The Climategate source has only only recently become available and existing technical commentary has been derived from embarassing comments and the usual complaint about not using the right programming language (Fortran is actually a good choice of language for this problem, it is widely used by climatology researchers and a non-professional programmer is probably makes best of their time by using the one language they know tolerably well rather than attempting to use a new language that nobody else in the research group knows).

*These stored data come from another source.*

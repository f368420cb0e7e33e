//! Content generation from a prompt.
//!
//! Generate mode lets a user produce the content they register from the
//! prompt itself. The generator reports which model answered, and that model
//! and version end up in the proof metadata.

use std::sync::{Arc, Mutex};
use std::time::Duration;

use async_trait::async_trait;
use reqwest::StatusCode;
use serde::{Deserialize, Serialize};
use tracing::{debug, info};

use crate::config::GeneratorConfig;
use crate::error::{ClientError, Result};

pub const DEFAULT_GEMINI_ENDPOINT: &str = "https://generativelanguage.googleapis.com/v1beta/models";
pub const DEFAULT_GEMINI_MODEL: &str = "gemini-2.0-flash-exp";
pub const DEFAULT_GEMINI_MODEL_VERSION: &str = "2.0";

/// Text produced for a prompt, and who produced it.
#[derive(Debug, Clone, PartialEq, Eq)]
pub struct GeneratedContent {
    pub content: String,
    pub model: String,
    pub model_version: String,
}

/// Produces content from a prompt.
#[async_trait]
pub trait ContentGenerator: Send + Sync {
    async fn generate(&self, prompt: &str) -> Result<GeneratedContent>;
}

/// Build the generator selected by `config`, if any.
pub fn build_content_generator(config: &GeneratorConfig) -> Result<Option<Arc<dyn ContentGenerator>>> {
    config.validate()?;
    match config {
        GeneratorConfig::Disabled => Ok(None),
        GeneratorConfig::Gemini {
            endpoint,
            model,
            model_version,
            api_key,
            timeout,
        } => {
            let api_key = api_key
                .clone()
                .ok_or_else(|| ClientError::Config("missing gemini api key".into()))?;
            let generator = GeminiGenerator::new(endpoint.clone(), api_key, *timeout)?
                .with_model(model.clone(), model_version.clone());
            Ok(Some(Arc::new(generator)))
        }
    }
}

// ─────────────────────────────────────────────────────────────────────────────
// Gemini
// ─────────────────────────────────────────────────────────────────────────────

#[derive(Serialize)]
struct GenerateRequest<'a> {
    contents: [RequestContent<'a>; 1],
    #[serde(rename = "generationConfig")]
    generation_config: GenerationConfig,
}

#[derive(Serialize)]
struct RequestContent<'a> {
    parts: [RequestPart<'a>; 1],
}

#[derive(Serialize)]
struct RequestPart<'a> {
    text: &'a str,
}

#[derive(Serialize)]
struct GenerationConfig {
    temperature: f32,
    #[serde(rename = "topK")]
    top_k: u32,
    #[serde(rename = "topP")]
    top_p: f32,
    #[serde(rename = "maxOutputTokens")]
    max_output_tokens: u32,
}

impl Default for GenerationConfig {
    fn default() -> Self {
        Self {
            temperature: 0.7,
            top_k: 40,
            top_p: 0.95,
            max_output_tokens: 1024,
        }
    }
}

#[derive(Deserialize, Default)]
struct GenerateResponse {
    #[serde(default)]
    candidates: Vec<Candidate>,
}

#[derive(Deserialize)]
struct Candidate {
    content: Option<CandidateContent>,
}

#[derive(Deserialize)]
struct CandidateContent {
    #[serde(default)]
    parts: Vec<CandidatePart>,
}

#[derive(Deserialize)]
struct CandidatePart {
    text: Option<String>,
}

#[derive(Deserialize)]
struct ErrorBody {
    error: Option<ErrorDetail>,
}

#[derive(Deserialize)]
struct ErrorDetail {
    message: Option<String>,
}

/// Google Gemini `generateContent` client.
pub struct GeminiGenerator {
    http: reqwest::Client,
    endpoint: String,
    api_key: String,
    model: String,
    model_version: String,
}

impl GeminiGenerator {
    pub fn new(endpoint: impl Into<String>, api_key: impl Into<String>, timeout: Duration) -> Result<Self> {
        let http = reqwest::Client::builder().timeout(timeout).build()?;
        Ok(Self {
            http,
            endpoint: endpoint.into(),
            api_key: api_key.into(),
            model: DEFAULT_GEMINI_MODEL.to_string(),
            model_version: DEFAULT_GEMINI_MODEL_VERSION.to_string(),
        })
    }

    pub fn with_model(mut self, model: impl Into<String>, version: impl Into<String>) -> Self {
        self.model = model.into();
        self.model_version = version.into();
        self
    }

    fn url(&self) -> String {
        format!("{}/{}:generateContent", self.endpoint.trim_end_matches('/'), self.model)
    }
}

#[async_trait]
impl ContentGenerator for GeminiGenerator {
    async fn generate(&self, prompt: &str) -> Result<GeneratedContent> {
        let body = GenerateRequest {
            contents: [RequestContent {
                parts: [RequestPart { text: prompt }],
            }],
            generation_config: GenerationConfig::default(),
        };

        let response = self
            .http
            .post(self.url())
            .header("x-goog-api-key", &self.api_key)
            .json(&body)
            .send()
            .await?;

        let status = response.status();
        if !status.is_success() {
            let message = response
                .json::<ErrorBody>()
                .await
                .ok()
                .and_then(|body| body.error)
                .and_then(|detail| detail.message)
                .unwrap_or_else(|| "Unknown error".to_string());

            if status == StatusCode::TOO_MANY_REQUESTS || status.is_server_error() {
                return Err(ClientError::Network(format!("gemini {}: {}", status, message)));
            }
            return Err(ClientError::Generation(format!("Gemini API error: {}", message)));
        }

        let parsed = response
            .json::<GenerateResponse>()
            .await
            .map_err(|e| ClientError::Generation(format!("unreadable gemini response: {}", e)))?;

        let content = parsed
            .candidates
            .into_iter()
            .next()
            .and_then(|c| c.content)
            .and_then(|c| c.parts.into_iter().next())
            .and_then(|p| p.text)
            .filter(|text| !text.is_empty())
            .ok_or_else(|| ClientError::Generation("no content generated".into()))?;

        info!(model = %self.model, chars = content.chars().count(), "generated content");
        Ok(GeneratedContent {
            content,
            model: self.model.clone(),
            model_version: self.model_version.clone(),
        })
    }
}

// ─────────────────────────────────────────────────────────────────────────────
// Fixed
// ─────────────────────────────────────────────────────────────────────────────

/// Returns the same content for every prompt and remembers the prompts.
pub struct FixedGenerator {
    output: GeneratedContent,
    prompts: Mutex<Vec<String>>,
}

impl FixedGenerator {
    pub fn new(content: impl Into<String>, model: impl Into<String>, model_version: impl Into<String>) -> Self {
        Self {
            output: GeneratedContent {
                content: content.into(),
                model: model.into(),
                model_version: model_version.into(),
            },
            prompts: Mutex::new(Vec::new()),
        }
    }

    /// Prompts received so far, oldest first.
    pub fn prompts(&self) -> Vec<String> {
        self.prompts.lock().map(|p| p.clone()).unwrap_or_default()
    }
}

#[async_trait]
impl ContentGenerator for FixedGenerator {
    async fn generate(&self, prompt: &str) -> Result<GeneratedContent> {
        self.prompts
            .lock()
            .map_err(|_| ClientError::Generation("generator lock poisoned".into()))?
            .push(prompt.to_string());
        debug!(prompt_chars = prompt.chars().count(), "fixed generator answered");
        Ok(self.output.clone())
    }
}

#[cfg(test)]
mod tests {
    use super::*;
    use crate::test_http::serve;
    use axum::http::HeaderMap;
    use axum::routing::post;
    use axum::{Json, Router};
    use serde_json::{json, Value};

    #[derive(Clone, Default)]
    struct Seen {
        keys: Arc<Mutex<Vec<String>>>,
        bodies: Arc<Mutex<Vec<Value>>>,
    }

    async fn answer(
        axum::extract::State(seen): axum::extract::State<Seen>,
        headers: HeaderMap,
        Json(body): Json<Value>,
    ) -> Json<Value> {
        let key = headers
            .get("x-goog-api-key")
            .and_then(|v| v.to_str().ok())
            .unwrap_or_default()
            .to_string();
        seen.keys.lock().unwrap().push(key);
        seen.bodies.lock().unwrap().push(body);
        Json(json!({
            "candidates": [{ "content": { "parts": [{ "text": "Roses are red." }] } }]
        }))
    }

    #[tokio::test]
    async fn test_gemini_request_and_answer() {
        let seen = Seen::default();
        let app = Router::new()
            .route("/models/{call}", post(answer))
            .with_state(seen.clone());
        let base = serve(app).await;

        let generator = GeminiGenerator::new(format!("{}/models", base), "key-123", Duration::from_secs(5))
            .unwrap();
        let generated = generator.generate("write a poem").await.unwrap();

        assert_eq!(generated.content, "Roses are red.");
        assert_eq!(generated.model, DEFAULT_GEMINI_MODEL);
        assert_eq!(generated.model_version, DEFAULT_GEMINI_MODEL_VERSION);
        assert_eq!(seen.keys.lock().unwrap().as_slice(), ["key-123"]);

        let body = seen.bodies.lock().unwrap()[0].clone();
        assert_eq!(body["contents"][0]["parts"][0]["text"], "write a poem");
        assert_eq!(body["generationConfig"]["topK"], 40);
        assert_eq!(body["generationConfig"]["maxOutputTokens"], 1024);
    }

    #[tokio::test]
    async fn test_gemini_url_names_the_model() {
        let app = Router::new().route(
            "/models/{call}",
            post(|axum::extract::Path(call): axum::extract::Path<String>| async move {
                Json(json!({ "candidates": [{ "content": { "parts": [{ "text": call }] } }] }))
            }),
        );
        let base = serve(app).await;

        let generator = GeminiGenerator::new(format!("{}/models/", base), "k", Duration::from_secs(5))
            .unwrap()
            .with_model("gemini-pro", "1.0");
        let generated = generator.generate("p").await.unwrap();

        assert_eq!(generated.content, "gemini-pro:generateContent");
        assert_eq!(generated.model_version, "1.0");
    }

    #[tokio::test]
    async fn test_gemini_empty_answer_is_generation_error() {
        let app = Router::new().route(
            "/models/{call}",
            post(|| async { Json(json!({ "candidates": [] })) }),
        );
        let base = serve(app).await;

        let generator = GeminiGenerator::new(format!("{}/models", base), "k", Duration::from_secs(5)).unwrap();
        let err = generator.generate("p").await.unwrap_err();
        assert!(matches!(err, ClientError::Generation(_)));
        assert!(!err.is_transient());
    }

    #[tokio::test]
    async fn test_gemini_error_statuses() {
        let app = Router::new()
            .route(
                "/bad/{call}",
                post(|| async {
                    (
                        StatusCode::BAD_REQUEST,
                        Json(json!({ "error": { "message": "API key not valid" } })),
                    )
                }),
            )
            .route(
                "/busy/{call}",
                post(|| async { StatusCode::SERVICE_UNAVAILABLE }),
            );
        let base = serve(app).await;

        let bad = GeminiGenerator::new(format!("{}/bad", base), "k", Duration::from_secs(5)).unwrap();
        match bad.generate("p").await.unwrap_err() {
            ClientError::Generation(message) => assert!(message.contains("API key not valid")),
            other => panic!("unexpected error: {}", other),
        }

        let busy = GeminiGenerator::new(format!("{}/busy", base), "k", Duration::from_secs(5)).unwrap();
        assert!(busy.generate("p").await.unwrap_err().is_transient());
    }

    #[tokio::test]
    async fn test_fixed_generator_records_prompts() {
        let generator = FixedGenerator::new("output", "test-model", "0.1");
        let first = generator.generate("one").await.unwrap();
        generator.generate("two").await.unwrap();

        assert_eq!(first.content, "output");
        assert_eq!(first.model, "test-model");
        assert_eq!(generator.prompts(), vec!["one", "two"]);
    }

    #[test]
    fn test_build_respects_config() {
        assert!(build_content_generator(&GeneratorConfig::Disabled).unwrap().is_none());

        let keyless = GeneratorConfig::Gemini {
            endpoint: DEFAULT_GEMINI_ENDPOINT.into(),
            model: DEFAULT_GEMINI_MODEL.into(),
            model_version: DEFAULT_GEMINI_MODEL_VERSION.into(),
            api_key: None,
            timeout: Duration::from_secs(1),
        };
        assert!(matches!(build_content_generator(&keyless), Err(ClientError::Config(_))));
        assert!(build_content_generator(&GeneratorConfig::gemini("key")).unwrap().is_some());
    }
}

An important quality indicator of the leaked software was what was not there, test cases (at least I could not find any). How do we know that a program’s output is correct? One way to gain some confidence in a program’s correctness is to process data for which the correct output is known. This blindness to the importance of program level correctness testing is something that I often encounter in people who are subject area experts rather than professional programmers; they believe that if the output has the form they are expecting it must be correct and will sometimes add ‘faults’ to ‘fix’ output that deviates from what they are expecting.

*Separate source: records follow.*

//! The ledger interface clients and indexers talk to.

use async_trait::async_trait;
use tokio::sync::broadcast;

use pop_core::{
    Address, ChainId, ContentDigest, LoggedEvent, ProofRecord, SignedTransaction,
    TransactionReceipt, TxHash,
};

use crate::error::Result;

/// A globally ordered ledger hosting the proof registry.
///
/// `submit` returns once the transaction is included. A registry revert is
/// reported through the receipt status, not as an error; errors mean the
/// transaction was not included at all.
#[async_trait]
pub trait Ledger: Send + Sync {
    /// The network this ledger belongs to.
    async fn chain_id(&self) -> Result<ChainId>;

    /// The nonce the next transaction from `address` must carry.
    async fn next_nonce(&self, address: &Address) -> Result<u64>;

    /// Include a signed transaction and return its receipt.
    async fn submit(&self, tx: SignedTransaction) -> Result<TransactionReceipt>;

    /// Read a registry record. Unregistered digests return the zero sentinel.
    async fn get_proof(&self, digest: &ContentDigest) -> Result<ProofRecord>;

    /// Look up the receipt of an included transaction.
    async fn get_receipt(&self, tx_hash: &TxHash) -> Result<Option<TransactionReceipt>>;

    /// Registry events with `sequence > after`, ascending, at most `limit`.
    async fn events_since(&self, after: u64, limit: usize) -> Result<Vec<LoggedEvent>>;

    /// Live feed of registry events as they are committed.
    fn subscribe(&self) -> broadcast::Receiver<LoggedEvent>;
}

A quick visual scan through the source showed a tale of two worlds, one of single letter identifier names and liberal use of goto, and the other of what looks like meaningful names, structured code and a non-trivial number of comments. The individuals who have contributed to the code base obviously have very different levels of coding ability. Not having written any Fortran in anger for over 15 years my ability to estimate the impact of more subtle coding practices has atrophied.
What kind of faults might a code review look for in these programs? Common coding errors such as using uninitialized variables and incorrect argument passing are obvious choices and their are tools available to check for these kinds of error. A much more insidious kind of error, which requires people with the mathematical expertise to spot, is created by the approximate nature of floating-point arithmetic.
The source is not huge, but not small either, consisting of around 64,000 lines of Fortran and 16,000 lines of IDL (a language designed for interactive data analysis which to my untrained eye looks a lot like MATLAB). There was no obvious support for building the source included within the leaked files (e.g., no makefiles) and my attempt to manually compile using the GNU Fortran compiler failed miserably. So I cannot say anything reliable about the compiler output warnings.
To me the complete lack of test cases implies that the Climategate code does not produce reliable output. Comments in the code such as
***** APPLIES A VERY ARTIFICIAL CORRECTION FOR DECLINE*********
suggests that the authors were willing to patch the code to produce output that matched their expectations; this is the mentality of somebody for whom code correctness is not an important issue and if they don’t believe their code is correct then I don’t either.Source code in itself is rarely that important, although it might have been expensive to create. The real important information in the leaked files is the climate data. Now that this is available others can apply their analysis skills to provide an interpretation to what, if anything statistically reliable, it is telling us.